To do
Search the records for the string "their". Copy each line where it occurs.

***** Working data *****

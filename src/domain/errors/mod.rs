//! Domain error types.

mod source_error;
mod transform_error;

pub use source_error::{SourceError, SourceResult};
pub use transform_error::{TransformError, TransformResult};
//! Domain layer with core image entities and port definitions.

/// Entity definitions.
pub mod entities;
/// Error types.
pub mod errors;
/// Port definitions.
pub mod ports;

pub use entities::{ArtworkId, OptimizeState, OptimizedImage, RevealEvent, RevealStage};
pub use errors::{SourceError, TransformError};
pub use ports::{ArtworkSourcePort, VisibilityPort};
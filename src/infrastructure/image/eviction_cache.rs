//! Bounded in-memory cache for processed image renditions.
//!
//! Eviction is least-frequently-used with a least-recently-touched
//! tiebreak, swept down to 80% of the count and size ceilings so an
//! insert at the limit does not trigger a sweep on every subsequent
//! insert.

use std::collections::HashMap;
use std::sync::atomic::{AtomicU64, Ordering};

use sha2::{Digest, Sha256};
use tokio::sync::RwLock;
use tracing::{debug, trace};

use crate::infrastructure::config::CacheConfig;

/// One processed rendition held by the cache.
#[derive(Debug, Clone)]
struct CacheEntry {
    /// Processed payload as a data URI.
    data: String,
    /// Measured byte size of `data`.
    size_bytes: usize,
    /// Logical last-access time; strictly increasing per cache.
    touched_at: u64,
    /// Read count; starts at 1 on insert.
    hits: u64,
}

#[derive(Debug, Default)]
struct CacheInner {
    entries: HashMap<String, CacheEntry>,
    /// Running total of `size_bytes`; maintained incrementally, never
    /// recomputed by full scan outside a sweep.
    current_size: usize,
    /// Logical clock, bumped on every insert and read.
    clock: u64,
}

/// Bounded key-to-rendition store with size- and count-based eviction.
///
/// Explicitly constructed and dependency-injected: the composition root
/// owns one instance for the process, and tests construct their own
/// isolated instances. Thread-safe; each call is atomic.
pub struct ProcessedImageCache {
    inner: RwLock<CacheInner>,
    config: CacheConfig,
    lookups_hit: AtomicU64,
    lookups_missed: AtomicU64,
}

impl ProcessedImageCache {
    /// Creates a cache with the given limits.
    #[must_use]
    pub fn new(config: CacheConfig) -> Self {
        Self {
            inner: RwLock::new(CacheInner::default()),
            config,
            lookups_hit: AtomicU64::new(0),
            lookups_missed: AtomicU64::new(0),
        }
    }

    /// Creates a cache with the default limits.
    #[must_use]
    pub fn with_defaults() -> Self {
        Self::new(CacheConfig::default())
    }

    /// Stores the processed rendition for a raw payload.
    ///
    /// Payloads over the per-item ceiling are silently not cached: the
    /// image still displays, it is just reprocessed on its next view.
    /// Replacing an entry first retires its old size from the running
    /// total. Inserting may trigger an eviction sweep.
    pub async fn set(&self, raw: &str, processed: impl Into<String>) {
        let processed = processed.into();
        let size_bytes = processed.len();

        if size_bytes > self.config.max_item_bytes {
            debug!(size_bytes, "Processed image exceeds per-item ceiling, not caching");
            return;
        }

        let key = self.derive_key(raw);
        let mut guard = self.inner.write().await;
        let inner = &mut *guard;

        if let Some(previous) = inner.entries.get(&key) {
            inner.current_size -= previous.size_bytes;
        }

        inner.clock += 1;
        let entry = CacheEntry {
            data: processed,
            size_bytes,
            touched_at: inner.clock,
            hits: 1,
        };
        inner.entries.insert(key.clone(), entry);
        inner.current_size += size_bytes;
        trace!(key = %key, size_bytes, "Stored processed image");

        self.sweep(inner);
    }

    /// Looks up the rendition for a raw payload.
    ///
    /// A hit bumps the entry's hit count and refreshes its access time;
    /// a miss is a normal outcome, never an error.
    pub async fn get(&self, raw: &str) -> Option<String> {
        let key = self.derive_key(raw);
        let mut guard = self.inner.write().await;
        let inner = &mut *guard;

        inner.clock += 1;
        let now = inner.clock;

        if let Some(entry) = inner.entries.get_mut(&key) {
            entry.hits += 1;
            entry.touched_at = now;
            self.lookups_hit.fetch_add(1, Ordering::Relaxed);
            trace!(key = %key, "Cache hit");
            Some(entry.data.clone())
        } else {
            self.lookups_missed.fetch_add(1, Ordering::Relaxed);
            trace!(key = %key, "Cache miss");
            None
        }
    }

    /// Existence check that leaves access metadata untouched.
    pub async fn has(&self, raw: &str) -> bool {
        let key = self.derive_key(raw);
        let inner = self.inner.read().await;
        inner.entries.contains_key(&key)
    }

    /// Empties the store and resets the running total.
    pub async fn clear(&self) {
        let mut inner = self.inner.write().await;
        inner.entries.clear();
        inner.current_size = 0;
        debug!("Cleared processed image cache");
    }

    /// Returns cache statistics. Diagnostics only, never load-bearing.
    #[allow(clippy::cast_precision_loss)]
    pub async fn stats(&self) -> CacheStats {
        let inner = self.inner.read().await;
        let entries = inner.entries.len();
        let total_hits: u64 = inner.entries.values().map(|e| e.hits).sum();

        CacheStats {
            entries,
            size_mb: inner.current_size as f64 / (1024.0 * 1024.0),
            hit_rate: total_hits as f64 / entries.max(1) as f64,
            lookups_hit: self.lookups_hit.load(Ordering::Relaxed),
            lookups_missed: self.lookups_missed.load(Ordering::Relaxed),
        }
    }

    /// Current entry count.
    pub async fn len(&self) -> usize {
        self.inner.read().await.entries.len()
    }

    /// Returns true if the cache holds no entries.
    pub async fn is_empty(&self) -> bool {
        self.len().await == 0
    }

    /// Derives the cache key for a raw payload.
    ///
    /// Hashes a bounded prefix rather than the whole payload; two
    /// payloads sharing an identical header therefore collide in theory.
    /// That approximation is deliberate (large payloads make full
    /// hashing costly) and `hash_full_payload` opts out of it.
    fn derive_key(&self, raw: &str) -> String {
        let bytes = raw.as_bytes();
        let prefix = if self.config.hash_full_payload {
            bytes
        } else {
            &bytes[..bytes.len().min(self.config.key_prefix_len)]
        };

        let digest = Sha256::digest(prefix);
        format!("img_{}", hex::encode(&digest[..16]))
    }

    /// Eviction sweep: runs after every insert, but only acts once the
    /// entry count or running size exceeds its ceiling. Entries leave in
    /// ascending `(hits, touched_at)` order until both dimensions fall
    /// to the sweep target.
    #[allow(clippy::cast_precision_loss, clippy::cast_possible_truncation, clippy::cast_sign_loss)]
    fn sweep(&self, inner: &mut CacheInner) {
        if inner.entries.len() <= self.config.max_entries
            && inner.current_size <= self.config.max_size_bytes
        {
            return;
        }

        let entry_floor = (self.config.max_entries as f64 * self.config.sweep_target_ratio) as usize;
        let size_floor =
            (self.config.max_size_bytes as f64 * self.config.sweep_target_ratio) as usize;

        let mut victims: Vec<(String, u64, u64, usize)> = inner
            .entries
            .iter()
            .map(|(key, e)| (key.clone(), e.hits, e.touched_at, e.size_bytes))
            .collect();
        victims.sort_by_key(|&(_, hits, touched_at, _)| (hits, touched_at));

        let mut removed = 0usize;
        let mut removed_bytes = 0usize;
        for (key, _, _, size_bytes) in victims {
            if inner.entries.len() <= entry_floor && inner.current_size <= size_floor {
                break;
            }
            inner.entries.remove(&key);
            inner.current_size -= size_bytes;
            removed += 1;
            removed_bytes += size_bytes;
        }

        debug!(
            removed,
            removed_mb = removed_bytes as f64 / (1024.0 * 1024.0),
            "Cache sweep complete"
        );
    }
}

impl std::fmt::Debug for ProcessedImageCache {
    fn fmt(&self, f: &mut std::fmt::Formatter<'_>) -> std::fmt::Result {
        f.debug_struct("ProcessedImageCache")
            .field("config", &self.config)
            .finish_non_exhaustive()
    }
}

/// Statistics about cache occupancy and performance.
#[derive(Debug, Clone)]
pub struct CacheStats {
    /// Current number of cached renditions.
    pub entries: usize,
    /// Running total size in MiB.
    pub size_mb: f64,
    /// Mean hits per resident entry.
    pub hit_rate: f64,
    /// Lifetime lookup hits.
    pub lookups_hit: u64,
    /// Lifetime lookup misses.
    pub lookups_missed: u64,
}

impl std::fmt::Display for CacheStats {
    fn fmt(&self, f: &mut std::fmt::Formatter<'_>) -> std::fmt::Result {
        write!(
            f,
            "Cache: {} images, {:.2}MB, {:.1} mean hits ({} hits, {} misses)",
            self.entries, self.size_mb, self.hit_rate, self.lookups_hit, self.lookups_missed
        )
    }
}
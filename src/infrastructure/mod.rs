//! Infrastructure layer with the cache, transform engine, and adapters.

/// Pipeline configuration.
pub mod config;
/// Image processing (eviction cache, transforms, optimization).
pub mod image;
/// Visibility adapters.
pub mod visibility;

pub use config::{CacheConfig, PipelineConfig, RevealConfig, ViewportConfig};
pub use image::{
    CacheStats, ImageOptimizer, OptimizeOptions, ProcessedImageCache, ResultMemo, SizePolicy,
};
pub use visibility::ManualVisibility;
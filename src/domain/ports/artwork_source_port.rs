//! Port definition for the remote artwork record store.

use async_trait::async_trait;

use crate::domain::entities::ArtworkId;
use crate::domain::errors::SourceResult;

/// Port for fetching raw artwork image payloads.
///
/// The backing store is an opaque record service; whether it splits
/// metadata from the image blob is its own concern. This port exposes
/// only the blob fetch.
#[async_trait]
pub trait ArtworkSourcePort: Send + Sync {
    /// Fetches the raw encoded image payload for an artwork.
    ///
    /// The payload is an arbitrarily large encoded image, typically a
    /// base64 data URI. The pipeline treats it as an opaque string.
    async fn fetch_image(&self, id: &ArtworkId) -> SourceResult<String>;
}
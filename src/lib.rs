//! Galeria pipeline - progressive image loading for an artwork gallery.
//!
//! This crate provides the client-side image delivery core of the gallery:
//! a bounded eviction cache for processed images, a transform engine that
//! derives full, thumbnail and placeholder renditions from a raw payload,
//! and the staged reveal machinery that swaps them in as they become ready.

#![warn(missing_docs)]
#![warn(clippy::all)]
#![warn(clippy::pedantic)]
#![allow(clippy::module_name_repetitions)]

/// Application layer containing the reveal and lazy-loading services.
pub mod application;
/// Domain layer containing entities, errors, and port definitions.
pub mod domain;
/// Infrastructure layer containing the cache, transform engine, and adapters.
pub mod infrastructure;

/// Current version of the crate.
pub const VERSION: &str = env!("CARGO_PKG_VERSION");

/// Crate name.
pub const NAME: &str = "galeria-pipeline";
mod artwork_source_port;
mod visibility_port;

pub use artwork_source_port::ArtworkSourcePort;
pub use visibility_port::VisibilityPort;

#[cfg(test)]
pub mod mocks {
    //! Hand-rolled port mocks shared across test modules.
    pub use super::artwork_source_port::mock::MockArtworkSource;
}
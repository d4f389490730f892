//! Pipeline configuration.

use serde::{Deserialize, Serialize};
use std::time::Duration;

/// Top-level configuration for the image pipeline.
///
/// The host application's composition root deserializes this (or takes
/// the defaults) and constructs the cache and services from it.
#[derive(Debug, Clone, Default, Serialize, Deserialize)]
pub struct PipelineConfig {
    /// Eviction cache limits.
    #[serde(default)]
    pub cache: CacheConfig,

    /// Staged reveal and visibility tuning.
    #[serde(default)]
    pub reveal: RevealConfig,

    /// Viewport the sizing policy targets.
    #[serde(default)]
    pub viewport: ViewportConfig,
}

/// Limits for the processed-image eviction cache.
#[derive(Debug, Clone, Serialize, Deserialize)]
pub struct CacheConfig {
    /// Entry-count ceiling that triggers a sweep.
    #[serde(default = "default_max_entries")]
    pub max_entries: usize,

    /// Total-size ceiling in bytes that triggers a sweep.
    #[serde(default = "default_max_size_bytes")]
    pub max_size_bytes: usize,

    /// Per-item size ceiling in bytes; larger payloads are never cached.
    #[serde(default = "default_max_item_bytes")]
    pub max_item_bytes: usize,

    /// Fraction of each ceiling a sweep drains down to. Sweeping below
    /// the ceiling avoids re-sweeping on every subsequent insert.
    #[serde(default = "default_sweep_target_ratio")]
    pub sweep_target_ratio: f64,

    /// How many leading bytes of the raw payload feed the cache key.
    /// Hashing only a prefix trades a theoretical false hit between
    /// payloads sharing an identical header for not walking the whole
    /// payload on every lookup.
    #[serde(default = "default_key_prefix_len")]
    pub key_prefix_len: usize,

    /// Hash the entire raw payload instead of the prefix. Exact keys at
    /// the cost of throughput on large payloads.
    #[serde(default)]
    pub hash_full_payload: bool,
}

impl Default for CacheConfig {
    fn default() -> Self {
        Self {
            max_entries: default_max_entries(),
            max_size_bytes: default_max_size_bytes(),
            max_item_bytes: default_max_item_bytes(),
            sweep_target_ratio: default_sweep_target_ratio(),
            key_prefix_len: default_key_prefix_len(),
            hash_full_payload: false,
        }
    }
}

/// Tuning for the staged reveal and the visibility gate.
#[derive(Debug, Clone, Serialize, Deserialize)]
pub struct RevealConfig {
    /// Pause between the thumbnail transition and the full-image
    /// preload, in milliseconds.
    #[serde(default = "default_full_image_delay_ms")]
    pub full_image_delay_ms: u64,

    /// Fraction of the container that must be visible to count as
    /// entered.
    #[serde(default = "default_visibility_threshold")]
    pub visibility_threshold: f32,

    /// Lookahead margin around the viewport, in pixels, so loading
    /// starts slightly before the container is actually visible.
    #[serde(default = "default_visibility_margin_px")]
    pub visibility_margin_px: u32,
}

impl RevealConfig {
    /// The thumbnail-to-full pause as a [`Duration`].
    #[must_use]
    pub const fn full_image_delay(&self) -> Duration {
        Duration::from_millis(self.full_image_delay_ms)
    }
}

impl Default for RevealConfig {
    fn default() -> Self {
        Self {
            full_image_delay_ms: default_full_image_delay_ms(),
            visibility_threshold: default_visibility_threshold(),
            visibility_margin_px: default_visibility_margin_px(),
        }
    }
}

/// Viewport the sizing policy targets. Non-visual hosts keep the
/// defaults; visual hosts report their real dimensions.
#[derive(Debug, Clone, Copy, Serialize, Deserialize)]
pub struct ViewportConfig {
    /// Viewport width in CSS pixels.
    #[serde(default = "default_viewport_width")]
    pub width: u32,

    /// Device pixel ratio.
    #[serde(default = "default_device_pixel_ratio")]
    pub device_pixel_ratio: f32,
}

impl Default for ViewportConfig {
    fn default() -> Self {
        Self {
            width: default_viewport_width(),
            device_pixel_ratio: default_device_pixel_ratio(),
        }
    }
}

const fn default_max_entries() -> usize {
    100
}

const fn default_max_size_bytes() -> usize {
    50 * 1024 * 1024
}

const fn default_max_item_bytes() -> usize {
    5 * 1024 * 1024
}

const fn default_sweep_target_ratio() -> f64 {
    0.8
}

const fn default_key_prefix_len() -> usize {
    100
}

const fn default_full_image_delay_ms() -> u64 {
    100
}

const fn default_visibility_threshold() -> f32 {
    0.1
}

const fn default_visibility_margin_px() -> u32 {
    200
}

const fn default_viewport_width() -> u32 {
    1280
}

const fn default_device_pixel_ratio() -> f32 {
    1.0
}

#[cfg(test)]
mod tests {
    use super::*;

    #[test]
    fn test_defaults_match_documented_ceilings() {
        let config = CacheConfig::default();
        assert_eq!(config.max_entries, 100);
        assert_eq!(config.max_size_bytes, 50 * 1024 * 1024);
        assert_eq!(config.max_item_bytes, 5 * 1024 * 1024);
        assert!((config.sweep_target_ratio - 0.8).abs() < f64::EPSILON);
        assert_eq!(config.key_prefix_len, 100);
        assert!(!config.hash_full_payload);
    }

    #[test]
    fn test_reveal_delay_conversion() {
        let config = RevealConfig::default();
        assert_eq!(config.full_image_delay(), Duration::from_millis(100));
    }
}
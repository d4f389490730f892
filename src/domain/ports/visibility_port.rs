//! Port definition for viewport visibility observation.

use async_trait::async_trait;

/// One-shot viewport-entry observation for a single image container.
///
/// Implementations wrap whatever intersection primitive the host
/// environment offers; in a non-visual host a manual trigger works.
/// The notification fires at most once per observer: the first entry
/// flips an internal flag irreversibly.
#[async_trait]
pub trait VisibilityPort: Send + Sync {
    /// Resolves once the observed container first enters the viewport,
    /// expanded by `margin_px` on every side, with at least `threshold`
    /// (0-1) of the container visible. Resolves immediately if entry
    /// has already been observed.
    async fn entered(&self, margin_px: u32, threshold: f32);

    /// Whether entry has already been observed.
    fn is_in_view(&self) -> bool;
}
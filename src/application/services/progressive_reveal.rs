//! Progressive reveal state machine.
//!
//! Drives the placeholder -> thumbnail -> full transition for one
//! completed optimization result. Each next stage is preloaded
//! off the render path before the swap, so the host never paints a
//! half-decoded source, and the full image is deliberately held back
//! for a short pause after the thumbnail lands.

use tokio::sync::{mpsc, watch};
use tokio::time::sleep;
use tracing::{trace, warn};

use crate::domain::entities::{OptimizedImage, RevealEvent, RevealStage};
use crate::domain::errors::{TransformError, TransformResult};
use crate::infrastructure::config::RevealConfig;
use crate::infrastructure::image::transform;

/// Three-stage reveal driver for a single image source.
///
/// Transitions are monotonic; the only way back is [`reset`] when the
/// source itself changes.
///
/// [`reset`]: ProgressiveReveal::reset
#[derive(Debug)]
pub struct ProgressiveReveal {
    stage_tx: watch::Sender<RevealStage>,
    failed: bool,
    events: mpsc::UnboundedSender<RevealEvent>,
    config: RevealConfig,
}

impl ProgressiveReveal {
    /// Creates a reveal machine at the placeholder stage, returning the
    /// receiver for terminal load/error notifications.
    #[must_use]
    pub fn new(config: RevealConfig) -> (Self, mpsc::UnboundedReceiver<RevealEvent>) {
        let (stage_tx, _) = watch::channel(RevealStage::Placeholder);
        let (events, event_rx) = mpsc::unbounded_channel();
        (
            Self {
                stage_tx,
                failed: false,
                events,
                config,
            },
            event_rx,
        )
    }

    /// Current visual stage.
    #[must_use]
    pub fn stage(&self) -> RevealStage {
        *self.stage_tx.borrow()
    }

    /// Subscribes to stage transitions.
    #[must_use]
    pub fn stages(&self) -> watch::Receiver<RevealStage> {
        self.stage_tx.subscribe()
    }

    /// Returns true once the reveal has entered its error display.
    #[must_use]
    pub const fn failed(&self) -> bool {
        self.failed
    }

    /// The source the host should render right now, or `None` for the
    /// neutral loading indicator (placeholder absent) or the failure
    /// placeholder (after an error).
    #[must_use]
    pub fn current_src<'a>(&self, image: &'a OptimizedImage) -> Option<&'a str> {
        if self.failed || image.failed() {
            return None;
        }
        match self.stage() {
            RevealStage::Placeholder => image.placeholder_url.as_deref(),
            RevealStage::Thumbnail => image.thumbnail_url.as_deref(),
            RevealStage::Full => image.optimized_url.as_deref(),
        }
    }

    /// Drives the staged transition for a completed result.
    ///
    /// A result still in flight leaves the machine at the placeholder;
    /// call again once optimization settles. A failed result, or any
    /// preload failure, lands in the error display and emits
    /// [`RevealEvent::Failed`].
    pub async fn run(&mut self, image: &OptimizedImage) {
        // Full is terminal: a re-run for the same source must not
        // re-preload or re-announce the load.
        if self.stage().is_full() {
            return;
        }
        if image.failed() {
            self.fail();
            return;
        }
        if image.is_optimizing || image.is_loading {
            return;
        }

        if let Some(thumb) = image.thumbnail_url.clone() {
            match preload_offscreen(thumb).await {
                Ok(()) => {
                    self.advance(RevealStage::Thumbnail);
                    trace!("Thumbnail stage revealed");
                }
                Err(e) => {
                    warn!(error = %e, "Thumbnail preload failed");
                    self.fail();
                    return;
                }
            }
        }

        // The thumbnail has satisfied the first impression; hold the
        // full-image decode back for a beat instead of competing with it.
        sleep(self.config.full_image_delay()).await;

        if let Some(full) = image.optimized_url.clone() {
            match preload_offscreen(full).await {
                Ok(()) => {
                    self.advance(RevealStage::Full);
                    trace!("Full stage revealed");
                    let _ = self.events.send(RevealEvent::Loaded);
                }
                Err(e) => {
                    warn!(error = %e, "Full image preload failed");
                    self.fail();
                }
            }
        }
    }

    /// Resets to the placeholder stage for a new source.
    pub fn reset(&mut self) {
        self.failed = false;
        self.stage_tx.send_replace(RevealStage::Placeholder);
    }

    /// Advances the stage, never backward.
    fn advance(&self, to: RevealStage) {
        self.stage_tx.send_if_modified(|stage| {
            if (*stage as u8) < (to as u8) {
                *stage = to;
                true
            } else {
                false
            }
        });
    }

    fn fail(&mut self) {
        self.failed = true;
        let _ = self.events.send(RevealEvent::Failed);
    }
}

/// Decode-verifies a staged source off the async runtime, the moral
/// equivalent of preloading into an off-screen element.
async fn preload_offscreen(src: String) -> TransformResult<()> {
    tokio::task::spawn_blocking(move || transform::preload(&src))
        .await
        .map_err(|e| TransformError::Task(e.to_string()))?
}
//! Staged reveal types.

/// Visual stage of the progressive reveal. Transitions are monotonic:
/// a source never moves backward except through a full reset.
#[derive(Debug, Clone, Copy, PartialEq, Eq, Default)]
pub enum RevealStage {
    /// Tiny blurred placeholder, shown immediately.
    #[default]
    Placeholder,
    /// Small thumbnail, shown once its bytes are decoded.
    Thumbnail,
    /// Full-size rendition.
    Full,
}

impl RevealStage {
    /// Presentation opacity for this stage.
    #[must_use]
    pub const fn opacity(self) -> f32 {
        match self {
            Self::Placeholder => 0.6,
            Self::Thumbnail => 0.8,
            Self::Full => 1.0,
        }
    }

    /// Presentation scale factor for this stage. Earlier stages render
    /// slightly oversized so the final swap settles into place.
    #[must_use]
    pub const fn scale(self) -> f32 {
        match self {
            Self::Placeholder => 1.10,
            Self::Thumbnail => 1.05,
            Self::Full => 1.0,
        }
    }

    /// Whether this stage renders with a blur applied.
    #[must_use]
    pub const fn is_blurred(self) -> bool {
        matches!(self, Self::Placeholder)
    }

    /// Returns true once the full-size rendition is showing.
    #[must_use]
    pub const fn is_full(self) -> bool {
        matches!(self, Self::Full)
    }
}

/// Terminal notification emitted by the reveal component.
#[derive(Debug, Clone, Copy, PartialEq, Eq)]
pub enum RevealEvent {
    /// The full-size rendition was decoded and is now showing.
    Loaded,
    /// A rendition failed to preload; the failure placeholder shows.
    Failed,
}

*****

Reply
/// owns one instance for the process, and tests construct their own
/// defaults; visual hosts report their real dimensions.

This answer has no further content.